Shamenia Stewart-Adams and family members at the IWA-RFC investigation into the death of Ronald Adams, Sr., July 27, 2025

The World Socialist Web Site is continuing its reporting on the July 27 public hearing of the International Workers Alliance of Rank-and-File Committees’ (IWA-RFC) investigation into the death of Stellantis worker Ronald Adams Sr. by publishing international statements of support to the investigation.

Ronald Adams, a 63-year-old skilled tradesman, was crushed to death by an overhead gantry at the Dundee Engine Complex in Michigan on April 7 under circumstances which have still not been explained by either the company, the United Auto Workers or the Michigan Occupational Safety and Health Administration (MIOSHA).

The hearing was attended by 100 workers, youth and community members. It was addressed by Shamenia Stewart-Adams, Ronald Adams’ widow, and featured powerful reports from Mack Trucks worker and IWA-RFC member Will Lehman, WSWS labor reporter Jerry White, and other autoworkers and rank-and-file workers. 

The meeting unanimously adopted a resolution to continue and expand the investigation, establish rank-and-file safety committees and build an international campaign to defend the lives and rights of workers.

To become involved in the inquiry or to report information on workplace deaths and injuries, submit the form at the bottom of this page.

Bahadır Çelik, a municipal worker and member of the Sosyalist Eşitlik Grubu in Istanbul, Turkey

It has been about four months since Ronald Adams Sr.’s death. No progress has been made in the investigation during this time, and Thomas Cornman just lost his life in a workplace “accident” at the Stellantis Sterling Stamping Plant.

These deaths are the result of companies prioritizing profit over workers’ lives and of the complicity of trade unions and state institutions.

The third workplace homicide in a year at Stellantis factories highlights the importance of the independent workers’ investigation into Adams’ preventable death, launched by the International Workers Alliance of Rank-and-File Committees (IWA-RFC). As workers from Turkey, we want you to know that we are following and supporting this investigation.

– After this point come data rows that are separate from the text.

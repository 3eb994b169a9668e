/// Meetup `find/groups` API client.
///
/// Drains the paged endpoint one request at a time. Each response is
/// classified by status, decoded into a `Page`, and yielded lazily; the
/// first page shorter than `PAGE_SIZE` ends the sequence.
///
/// API Documentation: https://www.meetup.com/meetup_api/docs/find/groups/

use serde_json::Value;
use std::iter::FusedIterator;
use std::thread;
use std::time::Duration;
use tracing::{debug, error, info, warn};

use crate::config::{QueryConfig, Settings, StatusPolicy};
use crate::logging::{StatusClass, Stage, classify_status, log_status};
use crate::model::{EXTRA_FIELDS, MeetupError, PAGE_SIZE, Page, REQUESTED_FIELDS, RawGroup, Result};

// ============================================================================
// Transport
// ============================================================================

/// Status and body of one HTTP response, before interpretation.
#[derive(Debug, Clone, PartialEq)]
pub struct RawResponse {
    pub status: u16,
    pub body: String,
}

/// Something that can produce the response for a given batch offset.
///
/// The paginator only ever calls `fetch` with consecutive offsets starting
/// at 0 and never calls it again once it has stopped.
pub trait PageSource {
    fn fetch(&mut self, batch: u32) -> Result<RawResponse>;
}

/// Blocking HTTP source for the live API.
pub struct HttpPageSource {
    client: reqwest::blocking::Client,
    endpoint: String,
    query: QueryConfig,
}

impl HttpPageSource {
    /// Builds a client with the configured timeout.
    pub fn new(settings: &Settings, query: QueryConfig) -> Result<Self> {
        let client = reqwest::blocking::Client::builder()
            .timeout(settings.timeout())
            .build()
            .map_err(MeetupError::Transport)?;
        Ok(Self::with_client(client, settings.endpoint.clone(), query))
    }

    pub fn with_client(client: reqwest::blocking::Client, endpoint: String, query: QueryConfig) -> Self {
        Self { client, endpoint, query }
    }
}

impl PageSource for HttpPageSource {
    fn fetch(&mut self, batch: u32) -> Result<RawResponse> {
        let response = self
            .client
            .get(&self.endpoint)
            .query(&query_params(&self.query, batch))
            .header("Accept", "application/json")
            .send()
            .map_err(|e| transport_error(e, batch))?;

        let status = response.status().as_u16();
        let body = response.text().map_err(|e| transport_error(e, batch))?;

        Ok(RawResponse { status, body })
    }
}

fn transport_error(err: reqwest::Error, batch: u32) -> MeetupError {
    if err.is_timeout() {
        MeetupError::Timeout { batch }
    } else {
        MeetupError::Transport(err)
    }
}

/// Query string for one request. `offset` counts pages, not records.
pub fn query_params(query: &QueryConfig, batch: u32) -> Vec<(&'static str, String)> {
    vec![
        ("key", query.api_key.clone()),
        ("sign", "true".to_string()),
        ("page", PAGE_SIZE.to_string()),
        ("offset", batch.to_string()),
        ("zip", query.zipcode.clone()),
        ("radius", query.radius.to_string()),
        ("only", REQUESTED_FIELDS.to_string()),
        ("fields", EXTRA_FIELDS.to_string()),
    ]
}

// ============================================================================
// Response Interpretation
// ============================================================================

/// Applies the status policy and decodes the body into a `Page`.
///
/// A 200 body must be a JSON array of groups. Under the permissive policy a
/// non-200 body holding the API's JSON error object is logged and becomes an
/// empty page, which ends pagination. Any other non-200 body (an HTML error
/// page, truncated JSON) is a parse error.
pub fn interpret_response(batch: u32, response: RawResponse, policy: StatusPolicy) -> Result<Page> {
    let RawResponse { status, body } = response;
    let class = classify_status(status);
    log_status(batch, status);

    if policy == StatusPolicy::Strict {
        match class {
            StatusClass::Ok => {}
            StatusClass::Unauthorized => return Err(MeetupError::Unauthorized { batch }),
            StatusClass::Unexpected(status) => return Err(MeetupError::HttpStatus { batch, status }),
        }
    }

    match serde_json::from_str::<Vec<RawGroup>>(&body) {
        Ok(groups) => Ok(Page { batch, status, groups }),
        Err(e) if class == StatusClass::Ok => Err(MeetupError::Parse {
            batch,
            reason: e.to_string(),
        }),
        Err(e) if !is_json_object(&body) => Err(MeetupError::Parse {
            batch,
            reason: format!("status {} with a body that is not a JSON error object: {}", status, e),
        }),
        Err(_) => {
            warn!(
                stage = %Stage::Fetch,
                batch = batch + 1,
                status,
                api_error = %describe_api_error(&body),
                "Response carried no groups; treating batch as empty"
            );
            Ok(Page { batch, status, groups: Vec::new() })
        }
    }
}

fn is_json_object(body: &str) -> bool {
    serde_json::from_str::<Value>(body).is_ok_and(|json| json.is_object())
}

/// Summarizes an error body such as `{"errors":[{"code":"auth_fail","message":"..."}]}`.
pub fn describe_api_error(body: &str) -> String {
    let messages: Vec<String> = serde_json::from_str::<Value>(body)
        .ok()
        .and_then(|json| json.get("errors").and_then(|e| e.as_array()).cloned())
        .unwrap_or_default()
        .iter()
        .map(|err| {
            let code = err.get("code").and_then(|c| c.as_str()).unwrap_or("unknown");
            let message = err.get("message").and_then(|m| m.as_str()).unwrap_or("");
            format!("{}: {}", code, message)
        })
        .collect();

    if messages.is_empty() {
        body.chars().take(200).collect()
    } else {
        messages.join("; ")
    }
}

// ============================================================================
// Paginator
// ============================================================================

/// Lazy, finite, non-restartable sequence of pages.
///
/// Stops after the first short page or the first error; after that `next`
/// returns `None` without touching the source again.
pub struct Paginator<S> {
    source: S,
    policy: StatusPolicy,
    delay: Duration,
    next_batch: u32,
    requests: u32,
    done: bool,
}

/// Starts draining `source` with the delay and status policy from `settings`.
pub fn fetch_all<S: PageSource>(source: S, settings: &Settings) -> Paginator<S> {
    Paginator::new(source, settings.status_policy, settings.request_delay())
}

impl<S: PageSource> Paginator<S> {
    pub fn new(source: S, policy: StatusPolicy, delay: Duration) -> Self {
        Self {
            source,
            policy,
            delay,
            next_batch: 0,
            requests: 0,
            done: false,
        }
    }

    /// Number of requests sent so far.
    pub fn requests_issued(&self) -> u32 {
        self.requests
    }

    pub fn source(&self) -> &S {
        &self.source
    }
}

impl<S: PageSource> Iterator for Paginator<S> {
    type Item = Result<Page>;

    fn next(&mut self) -> Option<Self::Item> {
        if self.done {
            return None;
        }

        // Rate limit: pause between requests, never before the first.
        if self.requests > 0 && !self.delay.is_zero() {
            debug!(stage = %Stage::Fetch, delay_ms = self.delay.as_millis() as u64, "Pausing before next request");
            thread::sleep(self.delay);
        }

        let batch = self.next_batch;
        let policy = self.policy;
        self.requests += 1;
        info!(stage = %Stage::Fetch, batch = batch + 1, "Batch number: {}", batch + 1);

        let result = self
            .source
            .fetch(batch)
            .and_then(|response| interpret_response(batch, response, policy));

        match &result {
            Ok(page) => {
                info!(
                    stage = %Stage::Fetch,
                    batch = batch + 1,
                    groups = page.len(),
                    "Number of groups returned: {}",
                    page.len()
                );
                if page.is_final() {
                    self.done = true;
                    info!(stage = %Stage::Fetch, requests = self.requests, "***Finished!***");
                } else {
                    self.next_batch += 1;
                }
            }
            Err(e) => {
                self.done = true;
                error!(stage = %Stage::Fetch, batch = batch + 1, "Retrieval failed: {}", e);
            }
        }

        Some(result)
    }
}

impl<S: PageSource> FusedIterator for Paginator<S> {}

// ============================================================================
// Tests
// ============================================================================
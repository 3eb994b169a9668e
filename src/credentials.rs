/// API key storage.
///
/// The key lives as a single line in a plain file. Anything shorter than
/// `MIN_KEY_LEN` characters is treated as "no key on file".

use std::fs;
use std::io::ErrorKind;
use std::path::Path;
use tracing::{debug, info};

use crate::logging::Stage;
use crate::model::{MeetupError, Result};

pub const MIN_KEY_LEN: usize = 5;

/// Where the key used for this run came from.
#[derive(Debug, Clone, Copy, PartialEq, Eq)]
pub enum KeySource {
    Environment,
    File,
    Prompt,
}

/// Reads the stored key. A missing file or an implausibly short key is `None`.
pub fn read_stored_key(path: &Path) -> Result<Option<String>> {
    match fs::read_to_string(path) {
        Ok(content) => {
            let key = content.trim();
            Ok((key.len() >= MIN_KEY_LEN).then(|| key.to_string()))
        }
        Err(e) if e.kind() == ErrorKind::NotFound => Ok(None),
        Err(e) => Err(e.into()),
    }
}

/// Writes `key` to `path`, replacing any previous content.
pub fn store_key(path: &Path, key: &str) -> Result<()> {
    if let Some(parent) = path.parent().filter(|p| !p.as_os_str().is_empty()) {
        fs::create_dir_all(parent)?;
    }
    fs::write(path, key.trim())?;
    debug!(stage = %Stage::System, path = %path.display(), "Stored API key");
    Ok(())
}

/// Picks the key for this run: environment first, then the file, then the
/// prompt. A prompted key is persisted for next time.
pub fn resolve_api_key<F>(
    path: &Path,
    env_key: Option<String>,
    prompt: F,
) -> Result<(String, KeySource)>
where
    F: FnOnce() -> Result<String>,
{
    if let Some(key) = env_key.map(|k| k.trim().to_string()).filter(|k| !k.is_empty()) {
        info!(stage = %Stage::System, "Using API key from environment");
        return Ok((key, KeySource::Environment));
    }

    if let Some(key) = read_stored_key(path)? {
        info!(stage = %Stage::System, "***User API key is on file.***");
        return Ok((key, KeySource::File));
    }

    let key = prompt()?.trim().to_string();
    if key.len() < MIN_KEY_LEN {
        return Err(MeetupError::Config(format!(
            "API key must be at least {} characters",
            MIN_KEY_LEN
        )));
    }
    store_key(path, &key)?;
    Ok((key, KeySource::Prompt))
}
/// Live checks against the Meetup API
///
/// These tests make real requests and are marked #[ignore] so normal builds
/// never depend on external API availability or a valid key.
///
/// Prerequisites:
/// - MEETUP_API_KEY set in the environment or .env
/// - Internet connectivity to api.meetup.com
///
/// Run with: cargo test --test meetup_api_verification -- --ignored --test-threads=1

use meetup_export::config::{API_KEY_ENV, OffsetPolicy, QueryConfig, Settings, StatusPolicy};
use meetup_export::ingest::meetup::{HttpPageSource, PageSource, interpret_response};
use meetup_export::model::PAGE_SIZE;
use meetup_export::normalize::normalize_page;

fn live_source(settings: &Settings) -> HttpPageSource {
    dotenv::dotenv().ok();
    let key = std::env::var(API_KEY_ENV).expect("MEETUP_API_KEY must be set for live API tests");
    let query = QueryConfig::new(key, "10001", 5.0).expect("valid query");
    HttpPageSource::new(settings, query).expect("Failed to create HTTP client")
}

#[test]
#[ignore] // Don't run in CI - depends on external API
fn test_first_page_decodes_and_normalizes() {
    let settings = Settings::default();
    let mut source = live_source(&settings);

    let response = source
        .fetch(0)
        .expect("Meetup API request failed - check network connectivity");
    println!("Meetup API status: {}", response.status);

    let page = interpret_response(0, response, StatusPolicy::Strict)
        .expect("first page should come back 200 with a group array");
    assert!(page.len() <= PAGE_SIZE);

    match normalize_page(&page, OffsetPolicy::Fail) {
        Ok(records) => {
            println!("✓ Normalized {} groups", records.len());
            assert_eq!(records.len(), page.len());
        }
        Err(e) => {
            eprintln!("\n⚠ WARNING: first page could not be normalized: {}", e);
            eprintln!("  This may indicate the API response shape has changed.\n");
            panic!("normalization failed on live data");
        }
    }
}

#[test]
#[ignore] // Don't run in CI - depends on external API
fn test_bad_key_is_reported_as_unauthorized() {
    let settings = Settings::default();
    let query = QueryConfig::new("not-a-real-key", "10001", 5.0).unwrap();
    let mut source = HttpPageSource::new(&settings, query).unwrap();

    let response = source.fetch(0).expect("request should reach the API");
    assert_eq!(response.status, 401, "an invalid key should be rejected");
}
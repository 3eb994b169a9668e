//! CSV export of the normalized dataset.
//!
//! The header is always written, even for an empty dataset, and always in
//! `COLUMNS` order. Timestamp columns are rendered as local calendar time;
//! values that are not a valid epoch are written as they arrived.

use chrono::DateTime;
use serde::Serialize;
use std::fs::File;
use std::io::{BufWriter, Write};
use std::path::Path;
use tracing::info;

use crate::logging::Stage;
use crate::model::{Dataset, GroupRecord, LocalTime, Result};

/// Output schema, in column order.
pub const COLUMNS: [&str; 13] = [
    "name",
    "id",
    "city",
    "lat",
    "lon",
    "category",
    "created",
    "status",
    "members",
    "join_mode",
    "past_event_count",
    "last_event",
    "last_rsvp",
];

/// One CSV line. Field order must match `COLUMNS`.
#[derive(Debug, Serialize, PartialEq)]
struct CsvRow<'a> {
    name: Option<&'a str>,
    id: Option<i64>,
    city: Option<&'a str>,
    lat: Option<f64>,
    lon: Option<f64>,
    category: Option<&'a str>,
    created: Option<String>,
    status: Option<&'a str>,
    members: Option<u64>,
    join_mode: Option<&'a str>,
    past_event_count: u64,
    last_event: Option<String>,
    last_rsvp: u64,
}

impl<'a> From<&'a GroupRecord> for CsvRow<'a> {
    fn from(record: &'a GroupRecord) -> Self {
        Self {
            name: record.name.as_deref(),
            id: record.id,
            city: record.city.as_deref(),
            lat: record.lat,
            lon: record.lon,
            category: record.category.as_deref(),
            created: record.created.as_ref().map(format_local_time),
            status: record.status.as_deref(),
            members: record.members,
            join_mode: record.join_mode.as_deref(),
            past_event_count: record.past_event_count,
            last_event: record.last_event.as_ref().map(format_local_time),
            last_rsvp: record.last_rsvp,
        }
    }
}

/// Renders a local epoch as `YYYY-MM-DD HH:MM:SS`, with a six-digit
/// microsecond fraction when the value has a sub-second part. Out-of-range epochs fall back to the raw
/// number rather than failing the export.
pub fn format_local_time(time: &LocalTime) -> String {
    match time {
        LocalTime::Epoch(millis) => DateTime::from_timestamp_millis(*millis)
            .map(|dt| {
                let local = dt.naive_utc();
                let format = if millis.rem_euclid(1000) == 0 {
                    "%Y-%m-%d %H:%M:%S"
                } else {
                    "%Y-%m-%d %H:%M:%S%.6f"
                };
                local.format(format).to_string()
            })
            .unwrap_or_else(|| millis.to_string()),
        LocalTime::Unparsed(text) => text.clone(),
    }
}

/// Writes the dataset as CSV to `writer`. Returns the number of data rows.
pub fn export<W: Write>(dataset: &Dataset, writer: W) -> Result<usize> {
    let mut wtr = csv::WriterBuilder::new().has_headers(false).from_writer(writer);

    wtr.write_record(COLUMNS)?;
    for record in dataset.records() {
        wtr.serialize(CsvRow::from(record))?;
    }
    wtr.flush()?;

    Ok(dataset.len())
}

/// Writes the dataset to `path`, replacing any existing file.
pub fn export_to_path(dataset: &Dataset, path: &Path) -> Result<usize> {
    if let Some(parent) = path.parent().filter(|p| !p.as_os_str().is_empty()) {
        std::fs::create_dir_all(parent)?;
    }
    let file = File::create(path)?;
    let rows = export(dataset, BufWriter::new(file))?;

    info!(stage = %Stage::Export, rows, path = %path.display(), "Exported dataset");
    Ok(rows)
}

Our goal should be to hold those responsible for preventable deaths to account and to ensure that no worker ever falls victim to a workplace fatality again. This includes preventing deaths from work-related illnesses.

According to the European Statistical Office (Eurostat) in 2019, the rate of fatal occupational accidents in Turkey is approximately 10 times higher than the European Union (EU) average. Turkey, which has the highest rate of worker deaths in Europe, is among the countries with the highest number of deaths from work accidents.

A perspective published on WSWS on Saturday reports that a total of 5,283 workers were victims of workplace fatalities in the US in 2023. According to a report by the Workers’ Health and Safety Council (İSİG), the number in Turkey was 1,929 in the same year. While the number of employed people in Turkey is 32 million, the number in the US is approximately 135 million. That is, the death rate in the US is three per 100,000, while the rate in Turkey is six per 100,000.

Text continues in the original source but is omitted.